What you should do:
A line counts if it contains the word "Duration" at least once. State how many such lines the records contain, giving the number alone.

[Dataset entries]
===

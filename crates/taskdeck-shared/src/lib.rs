//! Client core for the task board:
//! wire types, the fetch hook, and the
//! list and form state machines shared
//! by the browser UI and the CLI.

pub mod display;
pub mod fetch;
pub mod form;
pub mod list;
pub mod model;
pub mod session;
pub mod validation;

pub use fetch::{
  ApiRequest,
  ApiResponse,
  FetchError,
  FetchHook,
  FetchObserver,
  FetchOptions,
  Method,
  Toast,
  ToastKind,
  Transport
};
pub use form::{
  FormMode,
  TaskDraft,
  TaskForm
};
pub use list::{
  ListState,
  TaskListView
};
pub use model::{
  Task,
  TaskEnvelope,
  TaskListEnvelope,
  TaskPayload,
  TaskPriority,
  TaskStatus
};
pub use session::Session;
pub use validation::{
  FieldErrors,
  TaskField
};
use std::time::Duration;

use anyhow::Context;
use reqwest::header::{AUTHORIZATION, CONTENT_TYPE};
use taskdeck_shared::{ApiRequest, ApiResponse, FetchError, Method, Transport};
use tracing::{debug, warn};

/// `reqwest`-backed transport rooted at the API base URL.
#[derive(Debug, Clone)]
pub struct ReqwestTransport {
    client: reqwest::Client,
    base_url: String,
}

impl ReqwestTransport {
    pub fn new(base_url: &str, timeout: Duration) -> anyhow::Result<Self> {
        let client = reqwest::Client::builder()
            .timeout(timeout)
            .build()
            .context("failed building HTTP client for task API")?;

        Ok(Self {
            client,
            base_url: base_url.trim_end_matches('/').to_string(),
        })
    }

    pub fn base_url(&self) -> &str {
        &self.base_url
    }

    pub fn url_for(&self, path: &str) -> String {
        format!("{}{}", self.base_url, path)
    }
}

impl Transport for ReqwestTransport {
    async fn send(&self, request: &ApiRequest) -> Result<ApiResponse, FetchError> {
        let url = self.url_for(&request.path);
        let method = match request.method {
            Method::Get => reqwest::Method::GET,
            Method::Post => reqwest::Method::POST,
            Method::Put => reqwest::Method::PUT,
            Method::Delete => reqwest::Method::DELETE,
        };

        let mut builder = self
            .client
            .request(method, url.as_str())
            .header(AUTHORIZATION, request.authorization.as_str());

        if let Some(body) = request.json_body()? {
            builder = builder.header(CONTENT_TYPE, "application/json").body(body);
        }

        let response = builder.send().await.map_err(|err| {
            warn!(url = %url, error = %err, "task API request failed");
            FetchError::Network(err.to_string())
        })?;

        let status = response.status().as_u16();
        let body = response
            .text()
            .await
            .map_err(|err| FetchError::Network(format!("failed reading response body: {err}")))?;

        debug!(url = %url, status, bytes = body.len(), "task API responded");
        Ok(ApiResponse { status, body })
    }
}

#[cfg(test)]
mod tests {
    use std::time::Duration;

    use super::ReqwestTransport;

    #[tokio::test]
    async fn joins_paths_without_double_slash() {
        let transport =
            ReqwestTransport::new("http://localhost:5000/api/", Duration::from_secs(1)).expect("client");
        assert_eq!(transport.base_url(), "http://localhost:5000/api");
        assert_eq!(transport.url_for("/tasks/42"), "http://localhost:5000/api/tasks/42");
    }
}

===

Response to the exercise:
4